Air pollution ups risk of repeated heart attacks by 40pc

High pollution increases the risk of repeated heart attacks in cardiac patients by over 40 percent, a Tel Aviv University researcher has claimed.

Air pollution, which posed a serious danger to the environment, is also a major health risk, associated with respiratory infections, lung cancer and heart disease.

The researcher has concluded that not only does air pollution impact cardiac events such as heart attack and stroke, but it also causes repeated episodes over the long term.

Cardiac patients living in high pollution areas were found to be over 40 percent more likely to have a second heart attack when compared to patients living in low pollution areas, according to Dr. Yariv Gerber of TAU’s School of Public Health at the Sackler Faculty of Medicine.

“We know that like smoking cigarettes, pollution itself provokes the inflammatory system. If you are talking about long-term exposure and an inflammatory system that is irritated chronically, pollution may well be involved in the progression of atrial sclerosis that manifests in cardiac events,” Dr. Gerber said.

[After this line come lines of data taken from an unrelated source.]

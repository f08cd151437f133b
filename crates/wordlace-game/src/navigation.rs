//! Cursor movement over the puzzle grid.
//!
//! All movement is computed against the solution grid's black cells and the
//! session's lock layer. A cell that is black or locked is *skippable*: the
//! cursor passes over it without stopping. Every function here is pure and
//! returns the landing cell, with `None` meaning the move is a no-op and
//! the cursor stays put.

use wordlace_core::{Clues, Direction, Grid, GridSize, Position, SolutionGrid};

fn is_skippable(solution: &SolutionGrid, locked: &Grid<bool>, pos: Position) -> bool {
    solution.is_black(pos) || locked[pos]
}

/// Computes the landing cell for an arrow move by `(d_row, d_col)`.
///
/// Steps repeatedly past skippable cells and stops at the first cell that is
/// neither black nor locked. Returns `None` when the walk exits the grid
/// before finding one. Arrow moves never change the typing direction.
#[must_use]
pub fn arrow_target(
    solution: &SolutionGrid,
    locked: &Grid<bool>,
    from: Position,
    d_row: isize,
    d_col: isize,
) -> Option<Position> {
    let mut pos = from;
    loop {
        pos = pos.offset(d_row, d_col)?;
        if !solution.size().contains(pos) {
            return None;
        }
        if !is_skippable(solution, locked, pos) {
            return Some(pos);
        }
    }
}

/// Computes the clue jump for a tab move over the ordered clue lists.
///
/// Forward moves to the next clue of the current direction's list; at the
/// last clue it switches direction and lands on the first clue of the other
/// list. Reverse is symmetric ("previous" and "last of the other list").
/// When the active cell has no clue in the current direction, the move
/// re-enters the list at its first (forward) or last (reverse) clue.
///
/// Returns the landing clue's starting cell and the possibly-switched
/// direction, or `None` when there is no clue to land on (the wrap target
/// list is empty).
#[must_use]
pub fn tab_target(
    clues: &Clues,
    direction: Direction,
    active: Position,
    reverse: bool,
) -> Option<(Position, Direction)> {
    let list = clues.list(direction);
    let other = clues.list(direction.toggled());
    let index = list
        .iter()
        .position(|clue| clue.span_contains(direction, active));

    let (clue, landing) = match (reverse, index) {
        (false, Some(i)) => match list.get(i + 1) {
            Some(next) => (next, direction),
            None => (other.first()?, direction.toggled()),
        },
        (true, Some(0)) => (other.last()?, direction.toggled()),
        (true, Some(i)) => (&list[i - 1], direction),
        (false, None) => list
            .first()
            .map(|clue| (clue, direction))
            .or_else(|| other.first().map(|clue| (clue, direction.toggled())))?,
        (true, None) => list
            .last()
            .map(|clue| (clue, direction))
            .or_else(|| other.last().map(|clue| (clue, direction.toggled())))?,
    };
    Some((clue.start(), landing))
}

fn wrap_step(size: GridSize, pos: Position, direction: Direction) -> Position {
    match direction {
        Direction::Across => {
            let mut row = pos.row;
            let mut col = pos.col + 1;
            if col == size.cols {
                col = 0;
                row += 1;
                if row == size.rows {
                    row = 0;
                }
            }
            Position::new(row, col)
        }
        Direction::Down => {
            let mut row = pos.row + 1;
            let mut col = pos.col;
            if row == size.rows {
                row = 0;
                col += 1;
                if col == size.cols {
                    col = 0;
                }
            }
            Position::new(row, col)
        }
    }
}

/// Computes the landing cell for linear auto-advance after a letter entry.
///
/// Steps one cell in the typing direction, wrapping to the next row (across)
/// or column (down) at the boundary and around the whole grid if necessary,
/// skipping skippable cells. At most `rows × cols` cells are examined; if
/// none is eligible the move is a no-op (`None`).
#[must_use]
pub fn advance_target(
    solution: &SolutionGrid,
    locked: &Grid<bool>,
    from: Position,
    direction: Direction,
) -> Option<Position> {
    let size = solution.size();
    let mut pos = from;
    for _ in 0..size.cell_count() {
        pos = wrap_step(size, pos, direction);
        if !is_skippable(solution, locked, pos) {
            return Some(pos);
        }
    }
    None
}

/// Computes the landing cell for backward (backspace) movement.
///
/// Walks one step at a time against the typing direction (left for across,
/// up for down), skipping skippable cells, without wrapping. Exiting the
/// grid is a no-op (`None`).
#[must_use]
pub fn retreat_target(
    solution: &SolutionGrid,
    locked: &Grid<bool>,
    from: Position,
    direction: Direction,
) -> Option<Position> {
    let (d_row, d_col) = match direction {
        Direction::Across => (0, -1),
        Direction::Down => (-1, 0),
    };
    arrow_target(solution, locked, from, d_row, d_col)
}
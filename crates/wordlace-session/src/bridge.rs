//! Serialization bridge between live session state and the progress store.
//!
//! Reads fail soft: any missing, truncated, or unparseable snapshot behaves
//! as "no saved progress" so a corrupt store entry can never prevent a
//! puzzle from opening. Writes fail loud to the session, which decides
//! whether to log or surface the failure.

use wordlace_game::PuzzleProgress;

use crate::store::StoreError;

/// Store key prefix shared with the reference player.
const STORAGE_KEY_PREFIX: &str = "puzzle_progress_";

/// The namespaced store key for a puzzle's progress.
#[must_use]
pub fn progress_key(puzzle_id: &str) -> String {
    format!("{STORAGE_KEY_PREFIX}{puzzle_id}")
}

/// Encodes a snapshot for the store.
pub fn encode_progress(progress: &PuzzleProgress) -> Result<Vec<u8>, StoreError> {
    serde_json::to_vec(progress).map_err(|err| StoreError::Write {
        message: err.to_string(),
    })
}

/// Decodes stored bytes, failing soft.
#[must_use]
pub fn decode_progress(bytes: &[u8]) -> Option<PuzzleProgress> {
    match serde_json::from_slice(bytes) {
        Ok(progress) => Some(progress),
        Err(err) => {
            log::warn!("discarding unreadable progress snapshot: {err}");
            None
        }
    }
}
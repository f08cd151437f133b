//! The stateful controller owning one puzzle-solving session.
//!
//! A [`Session`] is created per puzzle view and destroyed when the player
//! navigates away. It owns the play grids, cursor, and typing direction,
//! and it drives the two timers of the engine: the debounced auto-save and
//! the check cooldown. Both compare deadlines against the `Instant` passed
//! into [`Session::tick`], so hosts and tests control time explicitly.

use std::time::{Duration, Instant, SystemTime, UNIX_EPOCH};

use wordlace_core::{ActiveClue, Direction, Grid, Position, Puzzle, active_clue};
use wordlace_game::{
    LockPolicy, PlayGrids, PuzzleProgress, advance_target, arrow_target, check, retreat_target,
    tab_target,
};

use crate::{
    action::{InputEvent, MoveDirection},
    bridge::{decode_progress, encode_progress, progress_key},
    store::{ProgressStore, StoreError},
    worker::{StoreRequest, StoreResponse, StoreWorker},
};

/// Quiet period after the last grid mutation before progress is written out.
pub const AUTO_SAVE_DEBOUNCE: Duration = Duration::from_millis(500);

/// Interval during which repeated check requests are rejected.
pub const CHECK_COOLDOWN: Duration = Duration::from_secs(2);

/// Per-session behavior switches.
#[derive(Debug, Clone, Copy, PartialEq, Eq)]
pub struct Settings {
    /// Freeze cells confirmed correct by a check. When off, correct cells
    /// stay editable and are never protected.
    pub lock_on_correct: bool,
}

impl Default for Settings {
    fn default() -> Self {
        Self {
            lock_on_correct: true,
        }
    }
}

impl Settings {
    fn lock_policy(self) -> LockPolicy {
        if self.lock_on_correct {
            LockPolicy::LockCorrect
        } else {
            LockPolicy::CheckOnly
        }
    }
}

/// Lifecycle notifications produced by [`Session::tick`].
#[derive(Debug, Clone, PartialEq, Eq)]
pub enum SessionEvent {
    /// The initial progress load finished; the session now accepts input.
    Loaded,
    /// A debounced auto-save failed. Play continues; the snapshot will be
    /// retried on the next mutation.
    SaveFailed(StoreError),
    /// Deleting stored progress during a reset failed; the in-memory state
    /// is already fresh, but the store may resurrect old progress next time.
    ResetFailed(StoreError),
}

/// Result of an explicit check request.
#[derive(Debug, Clone, Copy, PartialEq, Eq, derive_more::IsVariant)]
pub enum CheckRequest {
    /// The grid was checked.
    Completed {
        /// True when every non-black cell matched the solution.
        all_correct: bool,
    },
    /// Rejected: the previous check's cooldown is still running (or the
    /// session has not finished loading).
    Ignored,
}

/// The controller for one puzzle-solving session.
#[derive(Debug)]
pub struct Session {
    puzzle: Puzzle,
    grids: PlayGrids,
    active_cell: Position,
    direction: Direction,
    settings: Settings,
    is_loaded: bool,
    cooldown_until: Option<Instant>,
    save_deadline: Option<Instant>,
    generation: u64,
    worker: StoreWorker,
}

impl Session {
    /// Opens a session for `puzzle`, restoring saved progress from `store`
    /// in the background.
    ///
    /// Until the load resolves (observed via [`Session::tick`] returning
    /// [`SessionEvent::Loaded`]), every input event is a silent no-op.
    #[must_use]
    pub fn new(puzzle: Puzzle, store: Box<dyn ProgressStore>) -> Self {
        let grids = PlayGrids::empty(puzzle.grid.size());
        let active_cell = puzzle.grid.first_open_cell().unwrap_or(Position::new(0, 0));
        let worker = StoreWorker::spawn(store);
        worker.send(StoreRequest::Load {
            key: progress_key(&puzzle.id),
        });
        Self {
            puzzle,
            grids,
            active_cell,
            direction: Direction::Across,
            settings: Settings::default(),
            is_loaded: false,
            cooldown_until: None,
            save_deadline: None,
            generation: 0,
            worker,
        }
    }

    /// Advances the session's timers and drains background store results.
    ///
    /// Call this from the host's update loop (and after a quiet period, so
    /// a due auto-save actually fires). Returns lifecycle events for the UI
    /// to surface.
    pub fn tick(&mut self, now: Instant) -> Vec<SessionEvent> {
        let mut events = Vec::new();
        for response in self.worker.poll() {
            match response {
                StoreResponse::Loaded(result) => self.finish_load(result, &mut events),
                StoreResponse::Saved { generation, result } => {
                    if generation == self.generation
                        && let Err(err) = result
                    {
                        log::warn!("auto-save failed: {err}");
                        events.push(SessionEvent::SaveFailed(err));
                    }
                }
                StoreResponse::Deleted { generation, result } => {
                    if generation == self.generation
                        && let Err(err) = result
                    {
                        events.push(SessionEvent::ResetFailed(err));
                    }
                }
            }
        }
        if let Some(deadline) = self.save_deadline
            && now >= deadline
        {
            self.save_deadline = None;
            self.enqueue_save();
        }
        if let Some(until) = self.cooldown_until
            && now >= until
        {
            self.cooldown_until = None;
        }
        events
    }

    /// Applies one UI input event.
    pub fn handle(&mut self, event: InputEvent, now: Instant) {
        match event {
            InputEvent::Letter(ch) => self.handle_letter(ch, now),
            InputEvent::Backspace => self.handle_backspace(now),
            InputEvent::Move(direction) => self.handle_move(direction),
            InputEvent::Tab { reverse } => self.handle_tab(reverse),
            InputEvent::CellTap(pos) => self.handle_cell_tap(pos),
            InputEvent::ClueSelect { direction, number } => {
                self.handle_clue_select(direction, number);
            }
            InputEvent::Check => {
                let _ = self.handle_check(now);
            }
            InputEvent::Reset => self.handle_reset(),
        }
    }

    /// Types a letter into the active cell and auto-advances.
    ///
    /// A locked active cell advances without storing anything, which lets
    /// players type straight through already-solved cells. Non-alphabetic
    /// input is ignored.
    pub fn handle_letter(&mut self, ch: char, now: Instant) {
        if !self.is_loaded || !ch.is_ascii_alphabetic() {
            return;
        }
        if self.grids.is_locked(self.active_cell) {
            self.advance_cursor();
            return;
        }
        if self.grids.set_letter(&self.puzzle.grid, self.active_cell, ch) {
            self.mark_dirty(now);
            self.advance_cursor();
        }
    }

    /// Deletes per the backspace rules.
    ///
    /// Locked active cell: cursor-only backward move. Non-empty cell: clear
    /// in place. Empty cell: move backward first, then clear the landing
    /// cell.
    pub fn handle_backspace(&mut self, now: Instant) {
        if !self.is_loaded {
            return;
        }
        if self.grids.is_locked(self.active_cell) {
            self.retreat_cursor();
            return;
        }
        if self.grids.entry(self.active_cell).is_none() {
            self.retreat_cursor();
        }
        if self.grids.clear_letter(&self.puzzle.grid, self.active_cell) {
            self.mark_dirty(now);
        }
    }

    /// Moves the cursor one arrow step, skipping black and locked cells.
    pub fn handle_move(&mut self, direction: MoveDirection) {
        if !self.is_loaded {
            return;
        }
        let (d_row, d_col) = direction.delta();
        if let Some(pos) = arrow_target(
            &self.puzzle.grid,
            self.grids.locked(),
            self.active_cell,
            d_row,
            d_col,
        ) {
            self.active_cell = pos;
        }
    }

    /// Jumps to the next (or previous) clue in clue-list order.
    pub fn handle_tab(&mut self, reverse: bool) {
        if !self.is_loaded {
            return;
        }
        if let Some((pos, direction)) =
            tab_target(&self.puzzle.clues, self.direction, self.active_cell, reverse)
        {
            self.active_cell = pos;
            self.direction = direction;
        }
    }

    /// Handles a tap on a grid cell.
    ///
    /// Tapping the active cell toggles the typing direction in place.
    /// Tapping another open cell moves there and keeps the current
    /// direction when it has a clue at the new cell, otherwise switches to
    /// the direction that does (across preferred). Taps on black cells are
    /// ignored.
    pub fn handle_cell_tap(&mut self, pos: Position) {
        if !self.is_loaded || self.puzzle.grid.is_black(pos) {
            return;
        }
        if pos == self.active_cell {
            self.direction = self.direction.toggled();
            return;
        }
        self.active_cell = pos;
        let across = active_clue(&self.puzzle, Direction::Across, pos).is_some();
        let down = active_clue(&self.puzzle, Direction::Down, pos).is_some();
        self.direction = match self.direction {
            Direction::Across if across => Direction::Across,
            Direction::Down if down => Direction::Down,
            _ if across => Direction::Across,
            _ => Direction::Down,
        };
    }

    /// Jumps to a clue picked from the clue lists.
    pub fn handle_clue_select(&mut self, direction: Direction, number: u32) {
        if !self.is_loaded {
            return;
        }
        if let Some(clue) = self
            .puzzle
            .clues
            .list(direction)
            .iter()
            .find(|clue| clue.number == number)
        {
            self.direction = direction;
            self.active_cell = clue.start();
        }
    }

    /// Runs a whole-grid check, subject to the cooldown.
    pub fn handle_check(&mut self, now: Instant) -> CheckRequest {
        if !self.is_loaded {
            return CheckRequest::Ignored;
        }
        if let Some(until) = self.cooldown_until
            && now < until
        {
            return CheckRequest::Ignored;
        }
        let outcome = check(
            &self.puzzle,
            self.grids.user(),
            self.grids.locked(),
            self.settings.lock_policy(),
        );
        let all_correct = outcome.all_correct;
        self.grids.apply_check(outcome);
        self.cooldown_until = Some(now + CHECK_COOLDOWN);
        self.mark_dirty(now);
        CheckRequest::Completed { all_correct }
    }

    /// Discards all progress: fresh grids in memory, deleted snapshot in
    /// the store.
    ///
    /// The generation bump supersedes any pending debounced save, so a
    /// stale snapshot cannot resurrect the old progress after the reset.
    pub fn handle_reset(&mut self) {
        if !self.is_loaded {
            return;
        }
        log::debug!("resetting puzzle {}", self.puzzle.id);
        self.generation += 1;
        self.save_deadline = None;
        self.grids = PlayGrids::empty(self.puzzle.grid.size());
        self.place_cursor_at_start();
        self.worker.send(StoreRequest::Delete {
            key: progress_key(&self.puzzle.id),
            generation: self.generation,
        });
    }

    /// Writes any pending snapshot immediately, bypassing the debounce.
    ///
    /// Hosts call this on shutdown; tests use it for determinism.
    pub fn flush_save(&mut self) {
        if self.save_deadline.take().is_some() {
            self.enqueue_save();
        }
    }

    /// The puzzle this session plays.
    #[must_use]
    pub fn puzzle(&self) -> &Puzzle {
        &self.puzzle
    }

    /// The user-entry layer.
    #[must_use]
    pub fn user_grid(&self) -> &Grid<Option<char>> {
        self.grids.user()
    }

    /// The lock layer.
    #[must_use]
    pub fn locked_grid(&self) -> &Grid<bool> {
        self.grids.locked()
    }

    /// The check-verdict layer.
    #[must_use]
    pub fn check_grid(&self) -> &Grid<Option<bool>> {
        self.grids.check()
    }

    /// The cursor cell. Always a non-black cell once loaded.
    #[must_use]
    pub fn active_cell(&self) -> Position {
        self.active_cell
    }

    /// The sticky typing direction.
    #[must_use]
    pub fn direction(&self) -> Direction {
        self.direction
    }

    /// The clue containing the cursor in the typing direction, if any.
    #[must_use]
    pub fn active_clue(&self) -> Option<ActiveClue<'_>> {
        active_clue(&self.puzzle, self.direction, self.active_cell)
    }

    /// Whether a check cooldown is running.
    #[must_use]
    pub fn is_checking(&self) -> bool {
        self.cooldown_until.is_some()
    }

    /// Whether the initial load has resolved.
    #[must_use]
    pub fn is_loaded(&self) -> bool {
        self.is_loaded
    }

    /// Whether a debounced save is scheduled but not yet written.
    #[must_use]
    pub fn has_pending_save(&self) -> bool {
        self.save_deadline.is_some()
    }

    /// The session's behavior switches.
    #[must_use]
    pub fn settings(&self) -> Settings {
        self.settings
    }

    /// Replaces the behavior switches. Takes effect from the next check.
    pub fn set_settings(&mut self, settings: Settings) {
        self.settings = settings;
    }

    fn finish_load(&mut self, result: Result<Option<Vec<u8>>, StoreError>, events: &mut Vec<SessionEvent>) {
        if self.is_loaded {
            return;
        }
        let snapshot = match result {
            Ok(Some(bytes)) => decode_progress(&bytes),
            Ok(None) => None,
            Err(err) => {
                log::warn!("progress load failed, starting fresh: {err}");
                None
            }
        };
        if let Some(grids) = snapshot.and_then(|progress| progress.into_grids(&self.puzzle.grid)) {
            self.grids = grids;
        }
        self.place_cursor_at_start();
        self.is_loaded = true;
        log::debug!("session loaded for puzzle {}", self.puzzle.id);
        events.push(SessionEvent::Loaded);
    }

    fn place_cursor_at_start(&mut self) {
        if let Some(pos) = self.puzzle.grid.first_open_cell() {
            self.active_cell = pos;
        }
        self.direction = Direction::Across;
    }

    fn advance_cursor(&mut self) {
        if let Some(pos) = advance_target(
            &self.puzzle.grid,
            self.grids.locked(),
            self.active_cell,
            self.direction,
        ) {
            self.active_cell = pos;
        }
    }

    fn retreat_cursor(&mut self) {
        if let Some(pos) = retreat_target(
            &self.puzzle.grid,
            self.grids.locked(),
            self.active_cell,
            self.direction,
        ) {
            self.active_cell = pos;
        }
    }

    fn mark_dirty(&mut self, now: Instant) {
        self.save_deadline = Some(now + AUTO_SAVE_DEBOUNCE);
    }

    fn enqueue_save(&mut self) {
        let progress = PuzzleProgress::capture(&self.grids, &self.puzzle.grid, unix_now());
        match encode_progress(&progress) {
            Ok(bytes) => self.worker.send(StoreRequest::Save {
                key: progress_key(&self.puzzle.id),
                bytes,
                generation: self.generation,
            }),
            Err(err) => log::warn!("could not encode progress snapshot: {err}"),
        }
    }
}

fn unix_now() -> u64 {
    SystemTime::now()
        .duration_since(UNIX_EPOCH)
        .map(|elapsed| elapsed.as_secs())
        .unwrap_or_default()
}
//! Mutable solve-session state for crossword puzzles.
//!
//! This crate provides the pure state-machine pieces of the player engine:
//! the per-cell [`PlayGrids`] (user entries, locks, check verdicts), cursor
//! navigation over black and locked cells, the whole-grid answer [`check`],
//! and the persisted [`PuzzleProgress`] snapshot.
//!
//! All operations here are total over valid state: a blocked edit or an
//! out-of-bounds move is a no-op outcome, never an error. The session layer
//! (`wordlace-session`) owns timers and persistence I/O.

pub use self::{
    checker::{CheckOutcome, LockPolicy, check},
    grids::PlayGrids,
    navigation::{advance_target, arrow_target, retreat_target, tab_target},
    progress::{PuzzleProgress, completion_percent, puzzle_is_complete},
};

mod checker;
mod grids;
mod navigation;
mod progress;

Done in collaboration with Prof. Yaacov Drory and funded by the Environmental and Health Fund in Jerusalem, the research was presented at the San Diego Epidemiological Meeting of the American Heart Association in March and the Annual Meeting of the Israeli Heart Society in April.

The goal of this study, Dr. Gerber said, was to quantify that association and determine the long-term effects of air pollution on myocardial infarction (MI) patients.

Their study followed 1,120 first-time MI patients who had been admitted to one of eight hospitals in central Israel between 1992 and 1993, all of whom were under the age of 65 at the time of admittance.